• **PROBLEM TO SOLVE**
The records that follow should be copied in full, exactly as they read.

• **DATA SECTION**
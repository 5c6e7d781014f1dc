use std::path::PathBuf;

/// Errors that can occur in pipe transport operations.
///
/// Any `Err` returned by the transport is the "unexpected failure" tier: a
/// genuine I/O or link error the caller must decide how to recover from.
/// The "transient failure" tier is reported as [`PipeStatus::Transient`].
///
/// [`PipeStatus::Transient`]: crate::PipeStatus::Transient
#[derive(Debug, thiserror::Error)]
pub enum PipeError {
    /// Failed to create (bind) the server side of the pipe.
    #[error("failed to create pipe {address}: {source}")]
    Create {
        address: String,
        source: std::io::Error,
    },

    /// Failed to connect to, or accept on, the pipe.
    #[error("failed to connect pipe {address}: {source}")]
    Connect {
        address: String,
        source: std::io::Error,
    },

    /// An I/O error occurred on the connected channel.
    #[error("pipe I/O error: {0}")]
    Io(#[from] std::io::Error),

    /// The derived socket path is too long for the platform.
    #[error("pipe path too long ({len} bytes, max {max}): {path}")]
    PathTooLong {
        path: PathBuf,
        len: usize,
        max: usize,
    },

    /// The pipe accepted fewer bytes than were handed to it.
    #[error("short write on pipe ({actual} of {expected} bytes)")]
    ShortWrite { expected: usize, actual: usize },

    /// The pipe yielded fewer bytes than it reported as available.
    #[error("short read on pipe ({actual} of {expected} bytes)")]
    ShortRead { expected: usize, actual: usize },

    /// An inbound record exceeds the configured maximum.
    #[error("inbound message too large ({size} bytes, max {max})")]
    MessageTooLarge { size: usize, max: usize },

    /// An outbound message cannot be represented in the record framing.
    #[error("outbound message too large ({size} bytes)")]
    OutboundTooLarge { size: usize },
}

impl PipeError {
    /// Returns true for errors that indicate a bug or a broken framing
    /// assumption rather than an ordinary link failure.
    pub fn is_fatal(&self) -> bool {
        matches!(
            self,
            PipeError::ShortWrite { .. } | PipeError::ShortRead { .. }
        )
    }
}

pub type Result<T> = std::result::Result<T, PipeError>;

#[cfg(test)]
mod tests {
    use super::*;

    #[test]
    fn framing_violations_are_fatal() {
        assert!(PipeError::ShortWrite {
            expected: 8,
            actual: 4
        }
        .is_fatal());
        assert!(PipeError::ShortRead {
            expected: 8,
            actual: 0
        }
        .is_fatal());
        assert!(!PipeError::Io(std::io::Error::other("boom")).is_fatal());
        assert!(!PipeError::MessageTooLarge { size: 2, max: 1 }.is_fatal());
    }
}
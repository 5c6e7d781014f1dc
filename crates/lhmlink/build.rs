fn main() {
    if let Ok(target) = std::env::var("TARGET") {
        println!("cargo:rustc-env=LHMLINK_BUILD_TARGET={target}");
    }
    println!("cargo:rerun-if-env-changed=TARGET");
}
use lhmlink_codec::HEADER_SIZE;
use lhmlink_protocol::{MessageId, DEFAULT_PIPE_NAME, PROTOCOL_VERSION};

use crate::cmd::VersionArgs;
use crate::exit::{CliResult, SUCCESS};

pub fn run(args: VersionArgs) -> CliResult<i32> {
    if !args.extended {
        println!("lhmlink {}", env!("CARGO_PKG_VERSION"));
        return Ok(SUCCESS);
    }

    let order: Vec<String> = MessageId::ORDER
        .iter()
        .map(|id| format!("{id}={}", id.as_u32()))
        .collect();

    println!("name: lhmlink");
    println!("version: {}", env!("CARGO_PKG_VERSION"));
    println!(
        "target: {}",
        option_env!("LHMLINK_BUILD_TARGET").unwrap_or("unknown")
    );
    println!("target_os: {}", std::env::consts::OS);
    println!("target_arch: {}", std::env::consts::ARCH);
    println!("protocol_version: {PROTOCOL_VERSION}");
    println!("header_size: {HEADER_SIZE}");
    println!("message_order: {}", order.join(" -> "));
    println!("default_pipe: {DEFAULT_PIPE_NAME}");

    Ok(SUCCESS)
}
//! Message-mode framing over byte-stream sockets.
//!
//! Windows named pipes preserve message boundaries natively. Unix stream
//! sockets do not, so every write is wrapped in a record:
//!
//! ```text
//! ┌──────────────┬──────────────────┐
//! │ Length (4B)  │ Message          │
//! │ LE           │ (Length bytes)   │
//! └──────────────┴──────────────────┘
//! ```
//!
//! The record prefix never leaves the transport.

use bytes::{Buf, BufMut, Bytes, BytesMut};

use crate::error::{PipeError, Result};

/// Record prefix: length (4) = 4 bytes.
pub const RECORD_PREFIX_SIZE: usize = 4;

/// Append one record carrying `message` to `dst`.
pub fn encode_record(message: &[u8], dst: &mut BytesMut) -> Result<()> {
    let len = u32::try_from(message.len()).map_err(|_| PipeError::OutboundTooLarge {
        size: message.len(),
    })?;
    dst.reserve(RECORD_PREFIX_SIZE + message.len());
    dst.put_u32_le(len);
    dst.put_slice(message);
    Ok(())
}

/// Split the next complete record off the front of `src`.
///
/// Returns `Ok(None)` if `src` doesn't hold a complete record yet.
pub fn decode_record(src: &mut BytesMut, max_message: usize) -> Result<Option<Bytes>> {
    if src.len() < RECORD_PREFIX_SIZE {
        return Ok(None);
    }

    let mut prefix = [0u8; RECORD_PREFIX_SIZE];
    prefix.copy_from_slice(&src[..RECORD_PREFIX_SIZE]);
    let len = u32::from_le_bytes(prefix) as usize;

    if len > max_message {
        return Err(PipeError::MessageTooLarge {
            size: len,
            max: max_message,
        });
    }

    if src.len() < RECORD_PREFIX_SIZE + len {
        return Ok(None);
    }

    src.advance(RECORD_PREFIX_SIZE);
    Ok(Some(src.split_to(len).freeze()))
}

#[cfg(test)]
mod tests {
    use super::*;

    #[test]
    fn record_carries_message_unchanged() {
        let mut buf = BytesMut::new();
        encode_record(b"sensor snapshot", &mut buf).unwrap();
        assert_eq!(buf.len(), RECORD_PREFIX_SIZE + 15);

        let message = decode_record(&mut buf, 1024).unwrap().unwrap();
        assert_eq!(message.as_ref(), b"sensor snapshot");
        assert!(buf.is_empty());
    }

    #[test]
    fn incomplete_prefix_waits() {
        let mut buf = BytesMut::from(&[0x05, 0x00][..]);
        assert!(decode_record(&mut buf, 1024).unwrap().is_none());
        assert_eq!(buf.len(), 2);
    }

    #[test]
    fn incomplete_message_waits() {
        let mut buf = BytesMut::new();
        encode_record(b"hello", &mut buf).unwrap();
        buf.truncate(RECORD_PREFIX_SIZE + 2);

        assert!(decode_record(&mut buf, 1024).unwrap().is_none());
        assert_eq!(buf.len(), RECORD_PREFIX_SIZE + 2);
    }

    #[test]
    fn back_to_back_records_keep_boundaries() {
        let mut buf = BytesMut::new();
        encode_record(b"first", &mut buf).unwrap();
        encode_record(b"", &mut buf).unwrap();
        encode_record(b"third", &mut buf).unwrap();

        let first = decode_record(&mut buf, 1024).unwrap().unwrap();
        let empty = decode_record(&mut buf, 1024).unwrap().unwrap();
        let third = decode_record(&mut buf, 1024).unwrap().unwrap();

        assert_eq!(first.as_ref(), b"first");
        assert!(empty.is_empty());
        assert_eq!(third.as_ref(), b"third");
        assert!(buf.is_empty());
    }

    #[test]
    fn oversized_record_is_rejected() {
        let mut buf = BytesMut::new();
        buf.put_u32_le(4096);

        let err = decode_record(&mut buf, 16).unwrap_err();
        assert!(matches!(
            err,
            PipeError::MessageTooLarge { size: 4096, max: 16 }
        ));
    }
}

• **SOLUTION TO THE PROBLEM**
repository 5c6e7d781014f1dc
use std::path::PathBuf;

/// Errors that can occur in pipe transport operations.
///
/// Any `Err` returned by the transport is the "unexpected failure" tier: a
/// genuine I/O or link error the caller must decide how to recover from.
/// The "transient failure" tier is reported as [`PipeStatus::Transient`].
///
/// [`PipeStatus::Transient`]: crate::PipeStatus::Transient
#[derive(Debug, thiserror::Error)]
pub enum PipeError {
    /// Failed to create (bind) the server side of the pipe.
    #[error("failed to create pipe {address}: {source}")]
    Create {
        address: String,
        source: std::io::Error,
    },

    /// Failed to connect to, or accept on, the pipe.
    #[error("failed to connect pipe {address}: {source}")]
    Connect {
        address: String,
        source: std::io::Error,
    },

    /// An I/O error occurred on the connected channel.
    #[error("pipe I/O error: {0}")]
    Io(#[from] std::io::Error),

    /// The derived socket path is too long for the platform.
    #[error("pipe path too long ({len} bytes, max {max}): {path}")]
    PathTooLong {
        path: PathBuf,
        len: usize,
        max: usize,
    },

    /// The pipe accepted fewer bytes than were handed to it.
    #[error("short write on pipe ({actual} of {expected} bytes)")]
    ShortWrite { expected: usize, actual: usize },

    /// The pipe yielded fewer bytes than it reported as available.
    #[error("short read on pipe ({actual} of {expected} bytes)")]
    ShortRead { expected: usize, actual: usize },

    /// An inbound record exceeds the configured maximum.
    #[error("inbound message too large ({size} bytes, max {max})")]
    MessageTooLarge { size: usize, max: usize },

    /// An outbound message cannot be represented in the record framing.
    #[error("outbound message too large ({size} bytes)")]
    OutboundTooLarge { size: usize },
}

impl PipeError {
    /// Returns true for errors that indicate a bug or a broken framing
    /// assumption rather than an ordinary link failure.
    pub fn is_fatal(&self) -> bool {
        matches!(
            self,
            PipeError::ShortWrite { .. } | PipeError::ShortRead { .. }
        )
    }
}

pub type Result<T> = std::result::Result<T, PipeError>;

#[cfg(test)]
mod tests {
    use super::*;

    #[test]
    fn framing_violations_are_fatal() {
        assert!(PipeError::ShortWrite {
            expected: 8,
            actual: 4
        }
        .is_fatal());
        assert!(PipeError::ShortRead {
            expected: 8,
            actual: 0
        }
        .is_fatal());
        assert!(!PipeError::Io(std::io::Error::other("boom")).is_fatal());
        assert!(!PipeError::MessageTooLarge { size: 2, max: 1 }.is_fatal());
    }
}
repository 5c6e7d781014f1dc
filename crates/lhmlink/build.rs
fn main() {
    if let Ok(target) = std::env::var("TARGET") {
        println!("cargo:rustc-env=LHMLINK_BUILD_TARGET={target}");
    }
    println!("cargo:rerun-if-env-changed=TARGET");
}
use lhmlink_codec::HEADER_SIZE;
use lhmlink_protocol::{MessageId, DEFAULT_PIPE_NAME, PROTOCOL_VERSION};

use crate::cmd::VersionArgs;
use crate::exit::{CliResult, SUCCESS};

pub fn run(args: VersionArgs) -> CliResult<i32> {
    if !args.extended {
        println!("lhmlink {}", env!("CARGO_PKG_VERSION"));
        return Ok(SUCCESS);
    }

    let order: Vec<String> = MessageId::ORDER
        .iter()
        .map(|id| format!("{id}={}", id.as_u32()))
        .collect();

    println!("name: lhmlink");
    println!("version: {}", env!("CARGO_PKG_VERSION"));
    println!(
        "target: {}",
        option_env!("LHMLINK_BUILD_TARGET").unwrap_or("unknown")
    );
    println!("target_os: {}", std::env::consts::OS);
    println!("target_arch: {}", std::env::consts::ARCH);
    println!("protocol_version: {PROTOCOL_VERSION}");
    println!("header_size: {HEADER_SIZE}");
    println!("message_order: {}", order.join(" -> "));
    println!("default_pipe: {DEFAULT_PIPE_NAME}");

    Ok(SUCCESS)
}
//! Message-mode framing over byte-stream sockets.
//!
//! Windows named pipes preserve message boundaries natively. Unix stream
//! sockets do not, so every write is wrapped in a record:
//!
//! ```text
//! ┌──────────────┬──────────────────┐
//! │ Length (4B)  │ Message          │
//! │ LE           │ (Length bytes)   │
//! └──────────────┴──────────────────┘
//! ```
//!
//! The record prefix never leaves the transport.

use bytes::{Buf, BufMut, Bytes, BytesMut};

use crate::error::{PipeError, Result};

/// Record prefix: length (4) = 4 bytes.
pub const RECORD_PREFIX_SIZE: usize = 4;

/// Append one record carrying `message` to `dst`.
pub fn encode_record(message: &[u8], dst: &mut BytesMut) -> Result<()> {
    let len = u32::try_from(message.len()).map_err(|_| PipeError::OutboundTooLarge {
        size: message.len(),
    })?;
    dst.reserve(RECORD_PREFIX_SIZE + message.len());
    dst.put_u32_le(len);
    dst.put_slice(message);
    Ok(())
}

/// Split the next complete record off the front of `src`.
///
/// Returns `Ok(None)` if `src` doesn't hold a complete record yet.
pub fn decode_record(src: &mut BytesMut, max_message: usize) -> Result<Option<Bytes>> {
    if src.len() < RECORD_PREFIX_SIZE {
        return Ok(None);
    }

    let mut prefix = [0u8; RECORD_PREFIX_SIZE];
    prefix.copy_from_slice(&src[..RECORD_PREFIX_SIZE]);
    let len = u32::from_le_bytes(prefix) as usize;

    if len > max_message {
        return Err(PipeError::MessageTooLarge {
            size: len,
            max: max_message,
        });
    }

    if src.len() < RECORD_PREFIX_SIZE + len {
        return Ok(None);
    }

    src.advance(RECORD_PREFIX_SIZE);
    Ok(Some(src.split_to(len).freeze()))
}

#[cfg(test)]
mod tests {
    use super::*;

    #[test]
    fn record_carries_message_unchanged() {
        let mut buf = BytesMut::new();
        encode_record(b"sensor snapshot", &mut buf).unwrap();
        assert_eq!(buf.len(), RECORD_PREFIX_SIZE + 15);

        let message = decode_record(&mut buf, 1024).unwrap().unwrap();
        assert_eq!(message.as_ref(), b"sensor snapshot");
        assert!(buf.is_empty());
    }

    #[test]
    fn incomplete_prefix_waits() {
        let mut buf = BytesMut::from(&[0x05, 0x00][..]);
        assert!(decode_record(&mut buf, 1024).unwrap().is_none());
        assert_eq!(buf.len(), 2);
    }

    #[test]
    fn incomplete_message_waits() {
        let mut buf = BytesMut::new();
        encode_record(b"hello", &mut buf).unwrap();
        buf.truncate(RECORD_PREFIX_SIZE + 2);

        assert!(decode_record(&mut buf, 1024).unwrap().is_none());
        assert_eq!(buf.len(), RECORD_PREFIX_SIZE + 2);
    }

    #[test]
    fn back_to_back_records_keep_boundaries() {
        let mut buf = BytesMut::new();
        encode_record(b"first", &mut buf).unwrap();
        encode_record(b"", &mut buf).unwrap();
        encode_record(b"third", &mut buf).unwrap();

        let first = decode_record(&mut buf, 1024).unwrap().unwrap();
        let empty = decode_record(&mut buf, 1024).unwrap().unwrap();
        let third = decode_record(&mut buf, 1024).unwrap().unwrap();

        assert_eq!(first.as_ref(), b"first");
        assert!(empty.is_empty());
        assert_eq!(third.as_ref(), b"third");
        assert!(buf.is_empty());
    }

    #[test]
    fn oversized_record_is_rejected() {
        let mut buf = BytesMut::new();
        buf.put_u32_le(4096);

        let err = decode_record(&mut buf, 16).unwrap_err();
        assert!(matches!(
            err,
            PipeError::MessageTooLarge { size: 4096, max: 16 }
        ));
    }
}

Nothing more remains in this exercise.